▶ Aim of the exercise
From the entries that follow, gather each line holding the word "happened".
═══ The input ═══
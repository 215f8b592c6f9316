//! The execution substrate: whatever actually runs task workloads.
//!
//! A workload is one container run created for one task. The scheduler
//! creates it, polls its status, reads per-container diagnostics when it
//! seems stuck, deletes it when done, and listens to a watch feed for
//! completions between polls.

use async_trait::async_trait;
use factory_core::{TaskRecord, Time};
use serde::{Deserialize, Serialize};
use std::collections::BTreeMap;
use tokio::sync::mpsc;

/// Label carrying the owning job id.
pub const JOB_LABEL: &str = "factory/job";

/// Label carrying the task record id.
pub const TASK_LABEL: &str = "factory/task";

/// Container waiting reasons that never resolve on their own.
const UNRECOVERABLE_REASONS: &[&str] = &["ErrImagePull", "ImagePullBackOff", "InvalidImageName"];

/// Errors reported by a substrate.
#[derive(Debug, Clone, PartialEq, Eq, thiserror::Error)]
pub enum SubstrateError {
    /// The workload doesn't exist (any more)
    #[error("Workload not found: {0}")]
    NotFound(String),

    /// The substrate refused the request
    #[error("Workload rejected: {0}")]
    Rejected(String),

    /// The substrate couldn't be reached
    #[error("Substrate unavailable: {0}")]
    Unavailable(String),
}

/// What to run for one task.
#[derive(Debug, Clone, PartialEq, Serialize, Deserialize)]
pub struct WorkloadSpec {
    /// Workload name
    pub name: String,
    /// Container image
    pub image: String,
    /// Entry point inside the image
    pub tool: Option<String>,
    /// Working directory
    pub workdir: Option<String>,
    /// Arguments
    pub args: Vec<String>,
    /// Environment variables
    pub env: BTreeMap<String, String>,
    /// Labels identifying the owner
    pub labels: BTreeMap<String, String>,
}

impl WorkloadSpec {
    /// Workload for a task. `None` if the task has no image.
    pub fn for_task(task: &TaskRecord) -> Option<Self> {
        let image = task.image.as_deref().filter(|i| !i.is_empty())?;
        let labels = BTreeMap::from([
            (JOB_LABEL.to_string(), task.job_id.clone()),
            (TASK_LABEL.to_string(), task.id.clone()),
        ]);
        Some(Self {
            name: format!("{}-{}", task.job_id, task.id).to_lowercase(),
            image: image.to_string(),
            tool: task.tool.clone(),
            workdir: task.workdir.clone(),
            args: task.args.clone(),
            env: task.env.clone(),
            labels,
        })
    }
}

/// A created workload.
#[derive(Debug, Clone, PartialEq)]
pub struct Workload {
    /// Substrate handle used for later calls
    pub handle: String,
    /// When the substrate accepted it
    pub started_at: Time,
}

/// Coarse workload status.
#[derive(Debug, Clone, Default, PartialEq)]
pub struct WorkloadStatus {
    /// Finished successfully
    pub succeeded: bool,
    /// Finished with an error
    pub failed: bool,
    /// Human readable conditions, most recent last
    pub conditions: Vec<String>,
}

/// State of one container inside a workload.
#[derive(Debug, Clone, Default, PartialEq)]
pub struct ContainerDiagnostic {
    /// Container name
    pub name: String,
    /// Why the container is waiting, if it is
    pub waiting_reason: Option<String>,
    /// Detail message
    pub message: Option<String>,
}

impl ContainerDiagnostic {
    /// Whether the container is stuck in a state that won't recover,
    /// such as an image that can't be pulled.
    pub fn is_unrecoverable(&self) -> bool {
        self.waiting_reason
            .as_deref()
            .is_some_and(|reason| UNRECOVERABLE_REASONS.contains(&reason))
    }

    /// One-line description for logs.
    pub fn describe(&self) -> String {
        let reason = self.waiting_reason.as_deref().unwrap_or("waiting");
        match &self.message {
            Some(message) => format!("{}: {} ({})", self.name, reason, message),
            None => format!("{}: {}", self.name, reason),
        }
    }
}

/// What happened to a workload.
#[derive(Debug, Clone, Copy, PartialEq, Eq)]
pub enum WorkloadEventKind {
    /// Finished successfully
    Succeeded,
    /// Finished with an error
    Failed,
    /// Removed
    Deleted,
}

/// One entry of the watch feed.
#[derive(Debug, Clone, PartialEq)]
pub struct WorkloadEvent {
    /// What happened
    pub kind: WorkloadEventKind,
    /// Workload handle
    pub handle: String,
    /// Labels the workload was created with
    pub labels: BTreeMap<String, String>,
    /// Detail, if any
    pub message: Option<String>,
}

impl WorkloadEvent {
    /// Task record id from the labels.
    pub fn task_id(&self) -> Option<&str> {
        self.labels.get(TASK_LABEL).map(String::as_str)
    }
}

/// Receiving end of a watch feed. It ends when the substrate drops the
/// sender; the scheduler then opens a new one.
pub type WatchStream = mpsc::UnboundedReceiver<WorkloadEvent>;

/// Runs workloads.
#[async_trait]
pub trait ExecutionSubstrate: Send + Sync {
    /// Start a workload.
    async fn create(&self, spec: WorkloadSpec) -> Result<Workload, SubstrateError>;

    /// Delete a workload.
    async fn delete(&self, handle: &str) -> Result<(), SubstrateError>;

    /// Current status.
    async fn status(&self, handle: &str) -> Result<WorkloadStatus, SubstrateError>;

    /// Per-container state.
    async fn diagnostics(&self, handle: &str) -> Result<Vec<ContainerDiagnostic>, SubstrateError>;

    /// Feed of workload events.
    async fn watch(&self) -> Result<WatchStream, SubstrateError>;
}

#[cfg(test)]
mod tests {
    use super::*;

    #[test]
    fn test_spec_for_task() {
        let task = TaskRecord {
            id: "T1".into(),
            job_id: "J1".into(),
            task_id: "render.1".into(),
            image: Some("renderer".into()),
            args: vec!["--frame".into(), "1".into()],
            ..Default::default()
        };
        let spec = WorkloadSpec::for_task(&task).unwrap();
        assert_eq!(spec.name, "j1-t1");
        assert_eq!(spec.labels[JOB_LABEL], "J1");
        assert_eq!(spec.labels[TASK_LABEL], "T1");
        assert_eq!(spec.args, vec!["--frame", "1"]);

        let no_image = TaskRecord {
            image: Some(String::new()),
            ..task
        };
        assert!(WorkloadSpec::for_task(&no_image).is_none());
    }

    #[test]
    fn test_unrecoverable_reasons() {
        let diag = |reason: Option<&str>| ContainerDiagnostic {
            name: "main".into(),
            waiting_reason: reason.map(String::from),
            message: None,
        };
        assert!(diag(Some("ErrImagePull")).is_unrecoverable());
        assert!(diag(Some("ImagePullBackOff")).is_unrecoverable());
        assert!(diag(Some("InvalidImageName")).is_unrecoverable());
        assert!(!diag(Some("ContainerCreating")).is_unrecoverable());
        assert!(!diag(None).is_unrecoverable());
        assert_eq!(diag(Some("ErrImagePull")).describe(), "main: ErrImagePull");
    }
}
═══
▶ Solution for this problem
/// What happened to a workload.
    /// What happened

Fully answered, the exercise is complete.